Akademik Veri Yönetim Sistemi
16th Medical Informatics Congress, Ankara, Türkiye, 22 - 23 Mayıs 2025, cilt.3, ss.242-245, (Özet Bildiri)
Multi-omics data are produced by merging many biological data types, including
proteomics, metabolomics, and genomes. These data help us gain a more thorough
understanding of people's biological states and are essential for the creation of individualized
healthcare treatment plans and diagnostic techniques. However, a major obstacle to the
security and accuracy of health data is the safe and effective transfer of multi-omics data.
For the efficient transfer of multi-omics data in wire-free health systems, a method based on
non-orthogonal multiple access (NOMA) has been suggested in this paper.

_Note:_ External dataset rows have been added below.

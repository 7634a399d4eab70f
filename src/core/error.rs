use crate::engine::status;
use std::os::raw::c_ulong;
use thiserror::Error;

/// Error type for everything that happens on the engine side of the boundary.
///
/// These never reach callers directly. The native entry points collapse each
/// variant into one of the engine status codes via [`PDFError::status_code`].
#[derive(Debug, Clone, Error)]
pub enum PDFError {
    /// End of stream reached unexpectedly
    #[error("Unexpected end of stream")]
    UnexpectedEndOfStream,

    /// Invalid byte range requested
    #[error("Invalid byte range: {begin}..{end}")]
    InvalidByteRange { begin: usize, end: usize },

    /// Invalid stream position
    #[error("Invalid position {pos} for stream of length {length}")]
    InvalidPosition { pos: usize, length: usize },

    /// The block-read callback reported failure
    #[error("Block read of {size} bytes at offset {offset} failed")]
    BlockRead { offset: usize, size: usize },

    /// Malformed PDF syntax or structure
    #[error("Parse error: {0}")]
    Parse(String),

    /// Password required or incorrect
    #[error("Password required or incorrect")]
    Password,

    /// Encryption scheme this engine cannot handle
    #[error("Unsupported security scheme: {0}")]
    UnsupportedSecurity(String),

    /// Requested page does not exist
    #[error("Page {index} not found")]
    PageNotFound { index: usize },

    /// Generic error with message
    #[error("{0}")]
    Generic(String),
}

impl PDFError {
    pub fn parse(msg: impl Into<String>) -> Self {
        PDFError::Parse(msg.into())
    }

    /// Status code reported through the last-error query for this failure.
    pub fn status_code(&self) -> c_ulong {
        match self {
            PDFError::BlockRead { .. } => status::ERR_FILE,
            PDFError::UnexpectedEndOfStream
            | PDFError::InvalidByteRange { .. }
            | PDFError::InvalidPosition { .. }
            | PDFError::Parse(_) => status::ERR_FORMAT,
            PDFError::Password => status::ERR_PASSWORD,
            PDFError::UnsupportedSecurity(_) => status::ERR_SECURITY,
            PDFError::PageNotFound { .. } => status::ERR_PAGE,
            PDFError::Generic(_) => status::ERR_UNKNOWN,
        }
    }
}

/// Result type alias for PDF operations
pub type PDFResult<T> = Result<T, PDFError>;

NOMA is a
technique that uses the same frequency band for several users to share transmission power
in an equitable manner. Three distinct users' distances from the base station were used to
determine the channel gains for the study, and power allocation was done in accordance with
these gains. The inverse channel gain approach has been used to optimize power allocation,
while machine learning techniques (K-Nearest Neighbors and Random Forest) have been
used to predict power allocation. In addition, the Successive Interference Cancellation (SIC)
algorithm has been used to reduce user interference. The results reveal that the proposed
NOMA-based approach is very reliable and efficient for multi-omics data transmission, with
digital success rates surpassing 95%. Furthermore, with a short processing time (2.18
seconds) and low memory utilization (314.24 MB → 304.49 MB), the suggested system has
shown considerable computational efficiency. This study describes an important strategy for
increasing the integration of multi-omics data into health information systems.